When Congress returns after Labor Day, the Senate Commerce Committee hopes to move the Ballast Water Management Act (S. 1578) through Committee. The bill would amend and strengthen existing federal law regulating invasive species from ships - the Non-indigenous Aquatic Nuisance Prevention and Control Act of 1990.

The bill was removed from the agenda prior to the August recess due to ongoing questions related to whether the bill should preserve the possible application of the Clean Water Act to discharges of invasive species from ships. In September 2006, the U.S. District Court for the Northern District of California vacated a long-standing EPA regulation that exempted discharges incidental to the normal operation of vessels from NPDES permitting requirement. This ruling, which EPA is appealing, applies to vessel discharges that are currently exempted, such as ballast water, sewage, gray water, and bilge water. This court ruling could mean that the states would be required to regulate such discharges from all ships operating in U.S. waters, which EPA estimates as 13 million recreational boats, 81,000 commercial fishing vessels, and 53,000 freight and tank barges.

The Senate bill (S. 1578) intends to uniformly manage ballast water to minimize the discharge of invasive species. Shipping interests have expressed concern that regulating such discharges through the NPDES permit program would be problematic, and that vessel discharges would be subject to numerous and potentially conflicting state and federal regulatory approaches. Some environmental groups and States have opposed the bill because they want ballast water to be regulated under the Clean Water Act. To receive a copy of a memo from the Congressional Research Service regarding potential impacts to states, please contact Kate Zultner (kzultner@coastalstates.org).

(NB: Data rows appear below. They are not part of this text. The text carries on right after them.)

//! Cluster hierarchy of the density clusterer
//!
//! Rows are the leaves `0..n`. The single linkage tree adds one node per merge, `n + i` for merge
//! `i`. The condensed tree relabels the surviving clusters `n..` with the root being `n`, so a
//! child cluster always has a larger id than its parent.
use std::cmp::Ordering;
use std::collections::VecDeque;

/// Edge of the minimum spanning tree over mutual reachability distances
#[derive(Clone, Copy, Debug, PartialEq)]
pub(crate) struct MstEdge {
    pub left: usize,
    pub right: usize,
    pub distance: f64,
}

/// Merge of two nodes of the single linkage tree
#[derive(Clone, Copy, Debug, PartialEq)]
pub(crate) struct Merge {
    pub left: usize,
    pub right: usize,
    pub distance: f64,
    pub size: usize,
}

struct UnionFind {
    parent: Vec<usize>,
    size: Vec<usize>,
    next_label: usize,
}

impl UnionFind {
    fn new(n: usize) -> Self {
        let mut size = vec![1; n];
        size.resize(2 * n, 0);
        UnionFind {
            parent: (0..2 * n).collect(),
            size,
            next_label: n,
        }
    }

    fn find(&mut self, mut node: usize) -> usize {
        let mut root = node;
        while self.parent[root] != root {
            root = self.parent[root];
        }
        while self.parent[node] != root {
            let next = self.parent[node];
            self.parent[node] = root;
            node = next;
        }
        root
    }

    fn union(&mut self, a: usize, b: usize) {
        let label = self.next_label;
        self.parent[a] = label;
        self.parent[b] = label;
        self.size[label] = self.size[a] + self.size[b];
        self.next_label += 1;
    }
}

/// Builds the single linkage tree out of a spanning tree
///
/// The edges are merged in ascending order of distance.
pub(crate) fn single_linkage(n_samples: usize, mst: &mut [MstEdge]) -> Vec<Merge> {
    mst.sort_by(|a, b| {
        a.distance
            .partial_cmp(&b.distance)
            .unwrap_or(Ordering::Equal)
    });

    let mut union_find = UnionFind::new(n_samples);
    mst.iter()
        .map(|edge| {
            let left = union_find.find(edge.left);
            let right = union_find.find(edge.right);
            let size = union_find.size[left] + union_find.size[right];
            union_find.union(left, right);
            Merge {
                left,
                right,
                distance: edge.distance,
                size,
            }
        })
        .collect()
}

/// A row or a cluster leaving its parent cluster at density `lambda`
#[derive(Clone, Copy, Debug, PartialEq)]
pub(crate) struct CondensedEdge {
    pub parent: usize,
    pub child: usize,
    pub lambda: f64,
    pub child_size: usize,
}

/// Single linkage tree where splits that shed fewer than `min_cluster_size` rows are seen as
/// rows falling out of a persisting cluster
#[derive(Debug)]
pub(crate) struct CondensedTree {
    n_samples: usize,
    n_clusters: usize,
    edges: Vec<CondensedEdge>,
}

fn lambda_of(distance: f64) -> f64 {
    if distance > 0. {
        1. / distance
    } else {
        f64::INFINITY
    }
}

fn descendants(merges: &[Merge], n_samples: usize, root: usize) -> Vec<usize> {
    let mut queue = VecDeque::from(vec![root]);
    let mut nodes = Vec::new();
    while let Some(node) = queue.pop_front() {
        nodes.push(node);
        if node >= n_samples {
            let merge = &merges[node - n_samples];
            queue.push_back(merge.left);
            queue.push_back(merge.right);
        }
    }
    nodes
}

impl CondensedTree {
    /// Condenses a single linkage tree of at least two rows
    pub fn new(merges: &[Merge], n_samples: usize, min_cluster_size: usize) -> Self {
        let root = 2 * n_samples - 2;
        let size_of = |node: usize| {
            if node < n_samples {
                1
            } else {
                merges[node - n_samples].size
            }
        };

        let mut relabel = vec![0; root + 1];
        relabel[root] = n_samples;
        let mut next_label = n_samples + 1;
        let mut ignore = vec![false; root + 1];
        let mut edges = Vec::new();

        for node in descendants(merges, n_samples, root) {
            if node < n_samples || ignore[node] {
                continue;
            }
            let merge = &merges[node - n_samples];
            let lambda = lambda_of(merge.distance);
            let parent = relabel[node];
            let (left, right) = (merge.left, merge.right);
            let (left_size, right_size) = (size_of(left), size_of(right));

            let mut fall_out = |child: usize, edges: &mut Vec<CondensedEdge>| {
                for sub in descendants(merges, n_samples, child) {
                    if sub < n_samples {
                        edges.push(CondensedEdge {
                            parent,
                            child: sub,
                            lambda,
                            child_size: 1,
                        });
                    }
                    ignore[sub] = true;
                }
            };

            match (left_size >= min_cluster_size, right_size >= min_cluster_size) {
                (true, true) => {
                    for &(child, child_size) in &[(left, left_size), (right, right_size)] {
                        relabel[child] = next_label;
                        edges.push(CondensedEdge {
                            parent,
                            child: next_label,
                            lambda,
                            child_size,
                        });
                        next_label += 1;
                    }
                }
                (false, false) => {
                    fall_out(left, &mut edges);
                    fall_out(right, &mut edges);
                }
                (false, true) => {
                    fall_out(left, &mut edges);
                    relabel[right] = parent;
                }
                (true, false) => {
                    fall_out(right, &mut edges);
                    relabel[left] = parent;
                }
            }
        }

        CondensedTree {
            n_samples,
            n_clusters: next_label - n_samples,
            edges,
        }
    }

    fn root(&self) -> usize {
        self.n_samples
    }

    pub fn edges(&self) -> &[CondensedEdge] {
        &self.edges
    }

    /// Sum over the children of each cluster of `(lambda - lambda_birth) * child_size`,
    /// indexed by `cluster - n_samples`
    pub fn stabilities(&self) -> Vec<f64> {
        let mut birth = vec![0.; self.n_clusters];
        for edge in self.edges.iter().filter(|e| e.child >= self.n_samples) {
            birth[edge.child - self.n_samples] = edge.lambda;
        }

        let mut stability = vec![0.; self.n_clusters];
        for edge in &self.edges {
            let cluster = edge.parent - self.n_samples;
            // both lambdas are infinite for clusters of duplicated rows
            let excess = (edge.lambda - birth[cluster]).max(0.);
            stability[cluster] += excess * edge.child_size as f64;
        }
        stability
    }

    fn child_clusters(&self) -> Vec<Vec<usize>> {
        let mut children = vec![Vec::new(); self.n_clusters];
        for edge in self.edges.iter().filter(|e| e.child >= self.n_samples) {
            children[edge.parent - self.n_samples].push(edge.child - self.n_samples);
        }
        children
    }

    /// Excess of mass selection: a cluster is kept when it is more stable than all of its
    /// descendants together. Returns the selected cluster ids in ascending order.
    pub fn select_clusters(&self, allow_single_cluster: bool) -> Vec<usize> {
        let mut stability = self.stabilities();
        let children = self.child_clusters();
        let mut selected = vec![true; self.n_clusters];
        let first = if allow_single_cluster {
            0
        } else {
            selected[0] = false;
            1
        };

        for cluster in (first..self.n_clusters).rev() {
            let subtree: f64 = children[cluster].iter().map(|&c| stability[c]).sum();
            if subtree > stability[cluster] {
                selected[cluster] = false;
                stability[cluster] = subtree;
            } else {
                let mut queue = children[cluster].iter().copied().collect::<VecDeque<_>>();
                while let Some(child) = queue.pop_front() {
                    selected[child] = false;
                    queue.extend(children[child].iter().copied());
                }
            }
        }

        selected
            .iter()
            .enumerate()
            .filter(|(_, keep)| **keep)
            .map(|(cluster, _)| cluster + self.n_samples)
            .collect()
    }

    /// Flat labels and membership probabilities for the `selected` clusters
    ///
    /// A row belongs to the closest selected ancestor of the cluster it fell out of. Its
    /// probability is the density at which it left, relative to the highest density at which
    /// any member left that cluster.
    pub fn assign(&self, selected: &[usize]) -> (Vec<Option<usize>>, Vec<f64>) {
        let n_nodes = self.n_samples + self.n_clusters;
        let mut parent_of = vec![None; n_nodes];
        let mut deaths = vec![0_f64; n_nodes];
        for edge in &self.edges {
            parent_of[edge.child] = Some((edge.parent, edge.lambda));
            deaths[edge.parent] = deaths[edge.parent].max(edge.lambda);
        }
        let mut label_of = vec![None; n_nodes];
        for (label, &cluster) in selected.iter().enumerate() {
            label_of[cluster] = Some(label);
        }

        let mut labels = vec![None; self.n_samples];
        let mut probabilities = vec![0.; self.n_samples];
        for row in 0..self.n_samples {
            let (mut node, lambda) = match parent_of[row] {
                Some(parent) => parent,
                None => continue,
            };
            let cluster = loop {
                if label_of[node].is_some() || node == self.root() {
                    break node;
                }
                match parent_of[node] {
                    Some((parent, _)) => node = parent,
                    None => break self.root(),
                }
            };
            let label = match label_of[cluster] {
                Some(label) => label,
                None => continue,
            };
            // rows falling out of a selected root only count when they persist until the end
            if cluster == self.root() && lambda < deaths[cluster] {
                continue;
            }

            let max_lambda = deaths[cluster];
            labels[row] = Some(label);
            probabilities[row] = if max_lambda == 0. || lambda.is_infinite() {
                1.
            } else {
                lambda.min(max_lambda) / max_lambda
            };
        }
        (labels, probabilities)
    }
}

#[cfg(test)]
mod tests {
    use super::*;
    use approx::assert_abs_diff_eq;

    fn chain(distances: &[f64]) -> Vec<MstEdge> {
        distances
            .iter()
            .enumerate()
            .map(|(i, &distance)| MstEdge {
                left: i,
                right: i + 1,
                distance,
            })
            .collect()
    }

    #[test]
    fn single_linkage_merges_in_distance_order() {
        let mut mst = chain(&[3., 1., 2.]);
        let merges = single_linkage(4, &mut mst);

        assert_eq!(merges.len(), 3);
        assert_eq!(
            merges[0],
            Merge {
                left: 1,
                right: 2,
                distance: 1.,
                size: 2
            }
        );
        assert_eq!(
            merges[1],
            Merge {
                left: 4,
                right: 3,
                distance: 2.,
                size: 3
            }
        );
        assert_eq!(
            merges[2],
            Merge {
                left: 0,
                right: 5,
                distance: 3.,
                size: 4
            }
        );
    }

    #[test]
    fn small_splits_fall_out_of_the_parent() {
        // rows 0..3 are close together, row 3 is far away
        let mut mst = chain(&[1., 1., 10.]);
        let merges = single_linkage(4, &mut mst);
        let tree = CondensedTree::new(&merges, 4, 2);

        // no split leaves two clusters of two rows, so there is only the root
        assert!(tree.edges().iter().all(|e| e.parent == 4 && e.child < 4));
        let outlier = tree.edges().iter().find(|e| e.child == 3).unwrap();
        assert_abs_diff_eq!(outlier.lambda, 0.1);
        assert!(tree.select_clusters(false).is_empty());
        assert_eq!(tree.select_clusters(true), vec![4]);
    }

    #[test]
    fn two_clusters_are_selected() {
        // {0, 1} and {2, 3} joined by a long edge
        let mut mst = chain(&[0.5, 4., 0.25]);
        let merges = single_linkage(4, &mut mst);
        let tree = CondensedTree::new(&merges, 4, 2);

        let selected = tree.select_clusters(false);
        assert_eq!(selected, vec![5, 6]);

        let (labels, probabilities) = tree.assign(&selected);
        assert_eq!(labels[0], labels[1]);
        assert_eq!(labels[2], labels[3]);
        assert_ne!(labels[0], labels[2]);
        assert!(labels.iter().all(|l| l.is_some()));
        probabilities
            .iter()
            .for_each(|&p| assert_abs_diff_eq!(p, 1.));
    }

    #[test]
    fn stability_of_duplicates_is_finite() {
        let mut mst = chain(&[0., 0., 0.]);
        let merges = single_linkage(4, &mut mst);
        let tree = CondensedTree::new(&merges, 4, 2);
        assert!(tree.stabilities().iter().all(|s| !s.is_nan()));
    }
}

New Treatment Technology Report Out

Lloyd’s Register has released a new Guide to Ballast Water Treatment Technology that provides an independent and impartial description and appraisal of commercially available and developing technologies for ballast water treatment. The treatment of ballast water is one of the most significant environmental and operational challenges facing the marine industry today. In the face of new legislation, ship operators will need to choose a ballast water management solution that will work for them. The new Guide is intended to provide an overview of the current status of ballast water treatment technologies. A global requirement for ballast water treatment arises from the International Convention for The Control of Ships’ Ballast Water and Sediments, which will require certain ship types to use treatment systems from January 1, 2009. It is envisaged that the Guide will be updated in 2008.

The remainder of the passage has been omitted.